The United Nations Convention on Biological Diversity, better known as COP15 or biodiversity COP, rounds down in Montreal this week. Companies, countries and non-profits used the two week affair as a platform to launch notable initiatives, funds and reports to protect nature. Here are five significant announcements that came out of the negotiations and meetings.
1. Nations agree on a Paris agreement for biodiversity
The Kunming-Montreal Global biodiversity framework was finalized in the early hours of Monday. The big win was 195 nations agreeing to protect and restore at least 30 percent of land and water by 2030 along with $200 billion invested annually to achieve that goal. The 23 targets in the framework include language to bring the loss of high biodiversity areas to "close to zero" by 2030 and that 30 percent of degraded terrestrial and coastal and marine ecosystems are under restoration or conservation by the same decade. Other goals such as preventing species extinction were pushed off until 2050. A new fund set up by the Global Environment Facility will help facilitate $30 billion from rich nations to poor ones for biodiversity initiatives.
2. Investors launch of Nature Action 100
This initiative seeks to encourage investors and corporations to tackle nature loss. The announcement came from 12 institutional investors including AXA Investment Managers, BNP, Robeco, Vancity Investment Management, Federated Hermes Limited among others who will urge companies and investors to investigate their nature-related risks and dependencies. Ceres and the Institutional Investors Group on Climate Change (IIGCC) are the environmental expert groups that will help the steering committee identify priorities and action plans. Right now, some of the initiative's goals include identifying 100 companies for investor support and corporate actions needed to restore nature, tracking the progress and helping companies support relevant policy on nature.

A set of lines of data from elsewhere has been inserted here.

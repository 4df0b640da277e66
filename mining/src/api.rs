// HTTP surface for the mining engine
//
// Thin handlers over `MiningEngine`. Every body carries `ok`; failures add
// `error` and a stable `code`. Callers are authenticated upstream.

use axum::{
    extract::{Path, Query, State},
    http::StatusCode,
    routing::{get, post},
    Json, Router,
};
use serde::Deserialize;
use serde_json::{json, Value};
use std::sync::Arc;

use crate::engine::MiningEngine;
use crate::error::MiningError;
use crate::store::BlockFilter;
use crate::UserId;

type ApiResponse = (StatusCode, Json<Value>);

pub fn router(engine: Arc<MiningEngine>) -> Router {
    Router::new()
        .route("/api/v1/mining/:user_id/start", post(api_start_mining))
        .route("/api/v1/mining/:user_id/stop", post(api_stop_mining))
        .route("/api/v1/mining/:user_id/status", get(api_mining_status))
        .route("/api/v1/mining/:user_id/history", get(api_mining_history))
        .route("/api/v1/energy/:user_id", get(api_energy_status))
        .route("/api/v1/leaderboard", get(api_leaderboard))
        .route("/api/v1/blocks/recent", get(api_recent_blocks))
        .with_state(engine)
}

fn status_for(e: &MiningError) -> StatusCode {
    match e {
        MiningError::AlreadyMining
        | MiningError::NotMining
        | MiningError::InsufficientEnergy { .. } => StatusCode::BAD_REQUEST,
        MiningError::UserNotFound => StatusCode::NOT_FOUND,
        MiningError::StorageUnavailable(_) => StatusCode::SERVICE_UNAVAILABLE,
    }
}

fn failure(e: MiningError) -> ApiResponse {
    let status = status_for(&e);
    if status == StatusCode::SERVICE_UNAVAILABLE {
        tracing::warn!("Mining API storage failure: {}", e);
    }
    (status, Json(json!({"ok": false, "error": e.to_string(), "code": e.code()})))
}

fn success(body: Value) -> ApiResponse {
    (StatusCode::OK, Json(body))
}

async fn api_start_mining(
    Path(user_id): Path<UserId>,
    State(engine): State<Arc<MiningEngine>>,
) -> ApiResponse {
    match engine.start_mining(user_id).await {
        Ok(receipt) => success(json!({"ok": true, "mining": receipt})),
        Err(e) => failure(e),
    }
}

async fn api_stop_mining(
    Path(user_id): Path<UserId>,
    State(engine): State<Arc<MiningEngine>>,
) -> ApiResponse {
    match engine.stop_mining(user_id).await {
        Ok(session) => success(json!({
            "ok": true,
            "block_number": session.block_number,
            "energy_used": session.energy_reserved,
        })),
        Err(e) => failure(e),
    }
}

async fn api_mining_status(
    Path(user_id): Path<UserId>,
    State(engine): State<Arc<MiningEngine>>,
) -> ApiResponse {
    match engine.get_status(user_id).await {
        Ok(status) => success(json!({"ok": true, "status": status})),
        Err(e) => failure(e),
    }
}

#[derive(Deserialize)]
struct HistoryParams {
    filter: Option<BlockFilter>,
    page: Option<u32>,
    limit: Option<u32>,
}

async fn api_mining_history(
    Path(user_id): Path<UserId>,
    Query(params): Query<HistoryParams>,
    State(engine): State<Arc<MiningEngine>>,
) -> ApiResponse {
    let filter = params.filter.unwrap_or_default();
    let page = params.page.unwrap_or(1);
    let limit = params.limit.unwrap_or(20);
    match engine.mining_history(user_id, filter, page, limit).await {
        Ok(history) => success(json!({"ok": true, "history": history})),
        Err(e) => failure(e),
    }
}

async fn api_energy_status(
    Path(user_id): Path<UserId>,
    State(engine): State<Arc<MiningEngine>>,
) -> ApiResponse {
    match engine.energy_status(user_id).await {
        Ok(energy) => success(json!({"ok": true, "energy": energy})),
        Err(e) => failure(e),
    }
}

#[derive(Deserialize)]
struct LimitParams {
    limit: Option<u32>,
}

async fn api_leaderboard(
    Query(params): Query<LimitParams>,
    State(engine): State<Arc<MiningEngine>>,
) -> ApiResponse {
    match engine.get_leaderboard(params.limit.unwrap_or(10)).await {
        Ok(leaders) => success(json!({"ok": true, "count": leaders.len(), "leaderboard": leaders})),
        Err(e) => failure(e),
    }
}

async fn api_recent_blocks(
    Query(params): Query<LimitParams>,
    State(engine): State<Arc<MiningEngine>>,
) -> ApiResponse {
    match engine.recent_blocks(params.limit.unwrap_or(10)).await {
        Ok(blocks) => success(json!({"ok": true, "count": blocks.len(), "blocks": blocks})),
        Err(e) => failure(e),
    }
}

3. Canada funds indigenous-led conservation
Prime Minister Justin Trudeau outlined $800 million in funding over seven years to support four conservation areas — the Northernshelf Bioregion in British Columbia; Qikiqtani Region in Nunavut; Ontario’s Hudson Bay Lowlands; and the coastline of Western Hudson Bay and southwestern James Bay. These initiatives will be led by indigenous groups. This $800 million builds on the $118 million in 2018 and the $454 million in 2021 that was also invested in indigenous-led conservation initiatives as part of an ongoing reconciliation with the indigenous peoples of Canada to protect 25 percent of lands and waters by 2025 and 30 percent by 2030.
4. A mandate appears for private investment to avoid deforestation
The Deforestation, Conversion and Abuse-Free (DCAF) Investment Mandate from the non-profit Global Canopy, comes after the announcement of the "How to achieve deforestation-free pensions" guide earlier this year. The mandate is also a how-to to help private and family wealth cultivate investment portfolios that don’t fund deforestation and associated human rights issues including labor issues and indigenous peoples rights. The goal is for portfolios to eliminate deforestation from their assets in four years. The best practices are outlined for asset managers to identify and mitigate investments that have deforestation risks.
5. Kering and L’OCCITANE Group partner on the Climate Fund for Nature
The luxury fashion and beauty space is upping its ambition to protect nature with a target to invest about $300 million, starting with $140 million. The fund will support high-quality nature restoration projects and support farmer transitions to regenerative agriculture practices with carbon credits. The targeted projects will also have co-benefits of women empowerment and focus on regions where the companies source ingredients for their products.